▶ _ABOUT THIS EXERCISE_:
In the reply, include exactly the lines of the entries below from the first to the line with "from the lines", that line included.

Stored items from a collection
########################################
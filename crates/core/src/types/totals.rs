//! Order totals derived from cart lines.

use rust_decimal::Decimal;
use serde::{Deserialize, Serialize};

use super::price::{Price, round_whole};

/// Flat tax rate applied to every order, in percent.
pub const TAX_RATE_PERCENT: u32 = 10;

/// Subtotal, tax, and grand total of a set of lines.
///
/// Totals are never stored on their own: they are recomputed from the lines
/// every time they are needed, so they can never drift from the cart.
#[derive(Debug, Clone, Copy, PartialEq, Eq, Default, Serialize, Deserialize)]
pub struct OrderTotals {
    /// Sum of unit price times quantity over all lines.
    pub subtotal: Price,
    /// `round(subtotal * 10%)`, in whole rupees.
    pub tax: Price,
    /// `subtotal + tax`.
    pub total: Price,
}

impl OrderTotals {
    /// Compute totals from `(unit price, quantity)` pairs.
    ///
    /// Returns `None` if any line total, the subtotal, or the grand total
    /// does not fit in a [`Decimal`].
    #[must_use]
    pub fn from_lines<I>(lines: I) -> Option<Self>
    where
        I: IntoIterator<Item = (Price, u32)>,
    {
        let subtotal = lines
            .into_iter()
            .try_fold(Price::ZERO, |acc, (unit_price, quantity)| {
                acc.checked_add(unit_price.checked_times(quantity)?)
            })?;
        Self::from_subtotal(subtotal)
    }

    /// Compute tax and total for a known subtotal, or `None` on overflow.
    #[must_use]
    pub fn from_subtotal(subtotal: Price) -> Option<Self> {
        let rate = Decimal::new(i64::from(TAX_RATE_PERCENT), 2);
        let tax = Price::new(round_whole(subtotal.amount().checked_mul(rate)?)).ok()?;
        Some(Self {
            subtotal,
            tax,
            total: subtotal.checked_add(tax)?,
        })
    }

    /// Totals of an empty order.
    #[must_use]
    pub const fn zero() -> Self {
        Self {
            subtotal: Price::ZERO,
            tax: Price::ZERO,
            total: Price::ZERO,
        }
    }
}
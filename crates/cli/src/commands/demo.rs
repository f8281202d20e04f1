//! Theme, table, loyalty, and tracking commands.

use std::io::Write;

use resto_storefront::demo::{self, LoyaltyAccount, Reward};
use resto_storefront::preferences;
use resto_storefront::views::text;

use super::{App, CliError};

pub fn show_theme(app: &App, out: &mut impl Write) -> Result<(), CliError> {
    writeln!(out, "Theme: {}", preferences::load_theme(&app.storage))?;
    Ok(())
}

pub fn toggle_theme(app: &App, out: &mut impl Write) -> Result<(), CliError> {
    let theme = preferences::toggle_theme(&app.storage)?;
    writeln!(out, "Theme: {theme}")?;
    Ok(())
}

/// Simulate scanning a table code and remember the table.
pub fn scan_table(app: &App, out: &mut impl Write) -> Result<(), CliError> {
    let table = demo::scan_table(&app.storage)?;
    writeln!(out, "Table {} ({}, seats {})", table.number, table.section, table.capacity)?;
    writeln!(out, "Menu: {}", table.menu_link())?;
    Ok(())
}

pub fn show_points(app: &App, out: &mut impl Write) -> Result<(), CliError> {
    let account = LoyaltyAccount::new(&app.storage);
    writeln!(out, "Points: {}", account.points())?;
    Ok(())
}

pub fn redeem(app: &App, reward: Reward, cost: u32, out: &mut impl Write) -> Result<(), CliError> {
    let account = LoyaltyAccount::new(&app.storage);
    let remaining = account.redeem(reward, cost)?;
    writeln!(out, "{}", reward.message())?;
    writeln!(out, "Points: {remaining}")?;
    Ok(())
}

/// Show a simulated progress bar for an order.
pub fn track(order_id: &str, out: &mut impl Write) -> Result<(), CliError> {
    let snapshot = demo::track_order(order_id)?;
    write!(out, "{}", text::render_tracking(&snapshot)?)?;
    Ok(())
}
//! Cart to confirmation through file-backed storage.

#![allow(clippy::unwrap_used)]

use resto_core::{OrderNumber, OrderStep, OrderType, PaymentMethod, Price, ProductId, TableId};
use resto_integration_tests::{TestContext, customer, line, order_date};
use resto_storefront::cart::{CartStore, LineItem};
use resto_storefront::order::{CustomerDetails, PlacedItem, PlacedOrder};
use resto_storefront::storage::{Storage, StorageExt, keys};
use resto_storefront::wizard::WizardError;
use resto_storefront::StorefrontError;

#[test]
fn test_cart_is_restored_by_a_new_session() {
    let ctx = TestContext::new().unwrap();
    {
        let mut menu = ctx.menu_page();
        menu.add(ProductId::new("A"), "Dish A", Price::whole(100)).unwrap();
        menu.add(ProductId::new("A"), "Dish A", Price::whole(100)).unwrap();
        menu.add(ProductId::new("B"), "Dish B", Price::whole(50)).unwrap();
    }

    let order = ctx.order_page();
    assert_eq!(
        order.cart().items(),
        [line("A", "Dish A", 100, 2), line("B", "Dish B", 50, 1)]
    );
    let totals = order.cart().totals();
    assert_eq!(totals.subtotal, Price::whole(250));
    assert_eq!(totals.tax, Price::whole(25));
    assert_eq!(totals.total, Price::whole(275));

    let views = order.render().unwrap();
    assert_eq!(views.badge, 3);
    assert!(views.order_cart.unwrap().contains("₹275"));
    assert!(views.payment_summary.unwrap().contains("₹25"));
}

#[test]
fn test_corrupt_snapshot_starts_empty() {
    let ctx = TestContext::new().unwrap();
    ctx.storage.set(keys::CART, "[{\"id\": \"A\"").unwrap();
    let cart = CartStore::load(&ctx.storage);
    assert!(cart.is_empty());
    assert!(cart.totals().total.is_zero());
}

#[test]
fn test_full_order_placement() {
    let ctx = TestContext::new().unwrap();
    let mut session = ctx.order_page();
    session.add(ProductId::new("A"), "Dish A", Price::whole(100)).unwrap();
    let before: Vec<LineItem> = session.cart().items().to_vec();

    session.proceed_to_details().unwrap();
    session.submit_details(customer()).unwrap();
    let order = session
        .place_order_at(PaymentMethod::Card, OrderNumber::new(654_321), order_date())
        .unwrap();

    assert_eq!(session.step(), OrderStep::Confirmation);
    assert!(ctx.storage.get(keys::CART).unwrap().is_none());
    assert!(CartStore::load(&ctx.storage).is_empty());

    let stored: PlacedOrder = ctx.storage.load_json(keys::LAST_ORDER).unwrap().unwrap();
    assert_eq!(stored, order);
    assert_eq!(
        stored.items,
        before.iter().map(PlacedItem::from).collect::<Vec<_>>()
    );
    assert_eq!(stored.customer_name, "Asha Rao");
    assert_eq!(stored.date, "October 16, 2026");
    assert_eq!(stored.total, Price::whole(110));

    // The confirmed cart now renders as empty.
    let views = session.render().unwrap();
    assert_eq!(views.badge, 0);
    assert!(views.order_cart.unwrap().contains("Your cart is empty."));
}

#[test]
fn test_missing_phone_changes_nothing() {
    let ctx = TestContext::new().unwrap();
    let mut session = ctx.order_page();
    session.add(ProductId::new("A"), "Dish A", Price::whole(100)).unwrap();
    session.proceed_to_details().unwrap();
    let snapshot = ctx.storage.get(keys::CART).unwrap();

    let result = session.submit_details(CustomerDetails::new("Asha", "asha@example.com", ""));
    assert!(matches!(
        result,
        Err(StorefrontError::Wizard(WizardError::Validation(_)))
    ));
    assert_eq!(session.step(), OrderStep::Details);
    assert_eq!(ctx.storage.get(keys::CART).unwrap(), snapshot);
    assert!(ctx.storage.get(keys::LAST_ORDER).unwrap().is_none());
}

#[test]
fn test_back_and_forth_keeps_cart() {
    let ctx = TestContext::new().unwrap();
    let mut session = ctx.order_page();
    session.add(ProductId::new("A"), "Dish A", Price::whole(100)).unwrap();
    session.proceed_to_details().unwrap();
    session.submit_details(customer()).unwrap();
    assert_eq!(session.back().unwrap(), OrderStep::Details);
    assert_eq!(session.back().unwrap(), OrderStep::Cart);
    assert_eq!(session.cart().item_count(), 1);
}

#[test]
fn test_delivery_order_drops_table() {
    let ctx = TestContext::new().unwrap();
    let mut session = ctx.order_page();
    session.add(ProductId::new("A"), "Dish A", Price::whole(100)).unwrap();
    session.proceed_to_details().unwrap();
    session
        .submit_details(CustomerDetails {
            order_type: OrderType::Delivery,
            table: Some(TableId::new("4")),
            delivery_address: Some("12 MG Road".to_string()),
            ..customer()
        })
        .unwrap();
    let order = session
        .place_order_at(PaymentMethod::Paypal, OrderNumber::new(100_000), order_date())
        .unwrap();
    assert_eq!(order.order_type, Some(OrderType::Delivery));
    assert!(order.table.is_none());
}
########################################
▶ _WRITTEN RESPONSE_:
filename crates/core/src/types/totals.rs
//! Order totals derived from cart lines.

use rust_decimal::Decimal;
use serde::{Deserialize, Serialize};

use super::price::{Price, round_whole};

/// Flat tax rate applied to every order, in percent.
pub const TAX_RATE_PERCENT: u32 = 10;

/// Subtotal, tax, and grand total of a set of lines.
///
/// Totals are never stored on their own: they are recomputed from the lines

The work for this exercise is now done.